Monday, September 09, 2002

Evidently, I am the only one who thinks that Shift's 10th Anniversary Collector's Issues blows chunks.

I guess I should explain myself. Especially as my largest beef with the issue's epic 12,000 feature The Simpson's Generation makes outrageous claims with little in the way of facts or arguments at all to back them up. So here it is.

1. Chris Turner, the article author, says:
To the uninitiated, The Simpsons might seem an unlikely vehicle for social change.

The article opens with the scene of a crowd of university kids in a Kingston pub enjoying an episode of The Simpsons. It's a nice image, but a false one. Watching TV - even good TV - is anti-social event. According to the author of Bowling Alone, research suggests that TV watching may be one of the most anti-social forces that has affected society.

And even though The Simpsons "gnawed relentlessly at every hand that ever fed it", you can make a stronger case that the success of the Simpsons strengthened the influence of Rupoch Murdoch and his FOX Network than the whatever 'social change' its satire-fed fans can be found responsible for. Not that Chris mentions what actual social change The Simpsons has caused.

2. I'm hoping, in short, that we can all agree that no mass cultural phenomenon since 'The Simpsons' debuted in 1990 has had the impact that it has.

Abandon all hope ye!
How about this: The Spice Girls. The Spice Girls demonstrated that girls under the age of 19 were interested in buying music and that if combined, little girls combined could have seriously big wallets. Now when I walk through the mall, I see 'Jacob Jr.', "La Senza Girl' ... ok, I'm not saying that this is a great thing, but it is a new thing, a 90s thing, and its bigger than The Simpsons.

And I think this change is bigger than just a new niche marketing demographic being developed. For example, last week, the Canadian Women's Under-19 FIFA World Cup team played before 48,000 fans.

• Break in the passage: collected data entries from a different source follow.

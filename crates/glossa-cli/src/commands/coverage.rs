//! Coverage command implementation.

use std::collections::BTreeSet;
use std::fs::read_to_string;
use std::path::{Path, PathBuf};

use clap::Args;
use glossa::parser::parse_catalog;
use glossa::Catalog;
use miette::{miette, IntoDiagnostic, Result};
use serde::Serialize;

use crate::output::table::{format_coverage_table, LanguageCoverage};
use crate::output::CatalogDiagnostic;

/// Arguments for the coverage command.
#[derive(Debug, Args)]
pub struct CoverageArgs {
    /// Directory containing `<code>.json` catalogs.
    #[arg(long, env = "GLOSSA_DIR", default_value = "language")]
    pub dir: PathBuf,

    /// Reference language whose keys define 100% coverage.
    #[arg(long)]
    pub source: String,

    /// Languages to check coverage for (comma-separated).
    #[arg(long, value_delimiter = ',', required = true)]
    pub lang: Vec<String>,

    /// Exit with non-zero code if any translation is incomplete.
    #[arg(long)]
    pub strict: bool,

    /// Output results as JSON.
    #[arg(long)]
    pub json: bool,
}

/// JSON output format for coverage data.
#[derive(Debug, Serialize)]
struct CoverageJson {
    language: String,
    translated: usize,
    total: usize,
    missing: Vec<String>,
    extra: Vec<String>,
}

/// Run the coverage command.
pub fn run_coverage(args: CoverageArgs) -> Result<i32> {
    let source_path = catalog_file(&args.dir, &args.source);
    let source_catalog = read_catalog(&source_path)?;
    let source_keys: BTreeSet<String> = source_catalog.key_paths('.').into_iter().collect();
    let source_count = source_keys.len();

    let mut coverage_data: Vec<LanguageCoverage> = Vec::new();

    for lang in &args.lang {
        let lang_file = catalog_file(&args.dir, lang);

        let translated_keys: BTreeSet<String> = if lang_file.exists() {
            read_catalog(&lang_file)?.key_paths('.').into_iter().collect()
        } else {
            // File doesn't exist - all keys are missing
            BTreeSet::new()
        };

        coverage_data.push(compare_keys(lang, &source_keys, &translated_keys));
    }

    let any_incomplete = coverage_data.iter().any(|c| !c.missing.is_empty());

    if args.json {
        let json_data: Vec<CoverageJson> = coverage_data
            .iter()
            .map(|c| CoverageJson {
                language: c.language.clone(),
                translated: c.translated,
                total: source_count,
                missing: c.missing.clone(),
                extra: c.extra.clone(),
            })
            .collect();

        let json_output = serde_json::to_string_pretty(&json_data).into_diagnostic()?;
        println!("{}", json_output);
    } else {
        let table = format_coverage_table(source_count, &coverage_data);
        println!("{}", table);

        for lang_coverage in &coverage_data {
            if !lang_coverage.missing.is_empty() {
                println!("\nMissing in {}:", lang_coverage.language);
                for key in &lang_coverage.missing {
                    println!("  - {}", key);
                }
            }
            if !lang_coverage.extra.is_empty() {
                println!("\nNot in {} but in {}:", args.source, lang_coverage.language);
                for key in &lang_coverage.extra {
                    println!("  + {}", key);
                }
            }
        }
    }

    if args.strict && any_incomplete {
        Ok(exitcode::DATAERR)
    } else {
        Ok(exitcode::OK)
    }
}

fn catalog_file(dir: &Path, code: &str) -> PathBuf {
    dir.join(format!("{code}.json"))
}

fn read_catalog(path: &Path) -> Result<Catalog> {
    let content = read_to_string(path)
        .into_diagnostic()
        .map_err(|e| miette!("Failed to read catalog {:?}: {}", path, e))?;
    parse_catalog(content.as_bytes())
        .map_err(|e| CatalogDiagnostic::from_parse_error(path, &content, &e).into())
}

fn compare_keys(
    language: &str,
    source_keys: &BTreeSet<String>,
    translated_keys: &BTreeSet<String>,
) -> LanguageCoverage {
    LanguageCoverage {
        language: language.to_string(),
        translated: source_keys.intersection(translated_keys).count(),
        missing: source_keys.difference(translated_keys).cloned().collect(),
        extra: translated_keys.difference(source_keys).cloned().collect(),
    }
}

#[cfg(test)]
mod tests {
    use super::*;

    fn keys(raw: &[&str]) -> BTreeSet<String> {
        raw.iter().map(ToString::to_string).collect()
    }

    #[test]
    fn compare_reports_missing_and_extra() {
        let source = keys(&["tabs.read", "tabs.write", "write.title"]);
        let translated = keys(&["tabs.write", "tabs.old"]);

        let coverage = compare_keys("de", &source, &translated);

        assert_eq!(coverage.translated, 1);
        assert_eq!(coverage.missing, vec!["tabs.read", "write.title"]);
        assert_eq!(coverage.extra, vec!["tabs.old"]);
    }
}
use std::borrow::Borrow;
use std::fmt::{self, Display, Formatter};

use serde::{Deserialize, Serialize};

/// An opaque language identifier such as `"en"` or `"hu"`.
///
/// Codes compare by exact string equality; no case folding or BCP 47
/// canonicalization is performed.
///
/// # Example
///
/// ```
/// use glossa::LanguageCode;
///
/// let hu = LanguageCode::from("hu");
/// assert_eq!(hu.as_str(), "hu");
/// assert_ne!(hu, LanguageCode::from("HU"));
/// ```
#[derive(Clone, Debug, Hash, Eq, PartialEq, Ord, PartialOrd, Serialize, Deserialize)]
#[serde(transparent)]
pub struct LanguageCode(String);

impl LanguageCode {
    /// Create a code from any string, verbatim.
    pub fn new(code: impl Into<String>) -> Self {
        Self(code.into())
    }

    /// Get the code as a string slice.
    pub fn as_str(&self) -> &str {
        &self.0
    }

    /// Human-readable name for this code.
    pub fn display_name(&self) -> String {
        display_name(self.as_str())
    }
}

impl Display for LanguageCode {
    fn fmt(&self, f: &mut Formatter<'_>) -> fmt::Result {
        f.write_str(&self.0)
    }
}

impl From<&str> for LanguageCode {
    fn from(code: &str) -> Self {
        Self(code.to_owned())
    }
}

impl From<String> for LanguageCode {
    fn from(code: String) -> Self {
        Self(code)
    }
}

impl Borrow<str> for LanguageCode {
    fn borrow(&self) -> &str {
        &self.0
    }
}

impl PartialEq<str> for LanguageCode {
    fn eq(&self, other: &str) -> bool {
        self.0 == other
    }
}

impl PartialEq<&str> for LanguageCode {
    fn eq(&self, other: &&str) -> bool {
        self.0 == *other
    }
}

/// A language entry as presented to a language picker.
#[derive(Clone, Debug, Eq, PartialEq, Serialize)]
pub struct LanguageInfo {
    pub code: LanguageCode,
    pub display_name: String,
}

impl LanguageInfo {
    pub fn new(code: LanguageCode) -> Self {
        let display_name = code.display_name();
        Self { code, display_name }
    }
}

/// Endonyms for the languages the probe set covers.
const DISPLAY_NAMES: &[(&str, &str)] = &[
    ("hu", "Magyar"),
    ("en", "English"),
    ("de", "Deutsch"),
    ("fr", "Français"),
    ("es", "Español"),
    ("it", "Italiano"),
    ("pl", "Polski"),
    ("ro", "Română"),
    ("cs", "Čeština"),
    ("sk", "Slovenčina"),
];

/// Returns the display name for a language code.
///
/// Codes missing from the built-in table fall back to the uppercased code.
///
/// ```
/// assert_eq!(glossa::display_name("de"), "Deutsch");
/// assert_eq!(glossa::display_name("ja"), "JA");
/// ```
pub fn display_name(code: &str) -> String {
    DISPLAY_NAMES
        .iter()
        .find(|(known, _)| *known == code)
        .map(|(_, name)| (*name).to_owned())
        .unwrap_or_else(|| code.to_uppercase())
}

Unless you were a female athelete in the 80s or earlier, I don't know whether you can truly the sheer magnitude of what sort of change this event represents. I think its awesome.

But its not occuring to 18-34 males so its not worth even mentioning. Not by Shift at least. Sorry Buffy.

3.
I have assembled these details like threads, patches of fabric, formless pixels. I've put them together into a whole. It is wish fulfillment. I hope something will come together.

This article was 12,000 words of unfulfillment. Turner mentions Radiohead's 'OK Computer', three or four movies that he likes, The Onion, and then concludes that these catalogue the variant strains of unease and dissatifaction of our time. Oh and get this:

At any rate, it is this ideology - and the indifference verging on contempt that it shows towards any human need that cannot be bought or sold, that cannot be measured by polling data, that does not in some way contribute to per-capita GDP or the balance sheet of a multicorporation - it is *this* ideology that created the preconditions for the rage of a Kurt Cobain, the angry sarcasm of The Simpsons.

Neocons made Nirvana? I don't think so. If you read a cross-section of the music journalism dedicated to Kurdt (and I'm embarassed to say that I have) there is *no* mention of political economy. His parents' divorce (coupled with a family of history of suicide and depression) is considered the "official" source of rage. And as for capitalism fueling the "angry sarcasm of The Simpsons" - well, that would explain the dearth of Simpsons merchandise then. [Oops. I blame captialism for that angry sarcasm].

"The Simposons Generation" is not a social history of the nineties. This is what psychologists call 'projection'

{Sigh}
And to think he's ta-ta-talking about my generation. I wish he would just f-f-f-fade away.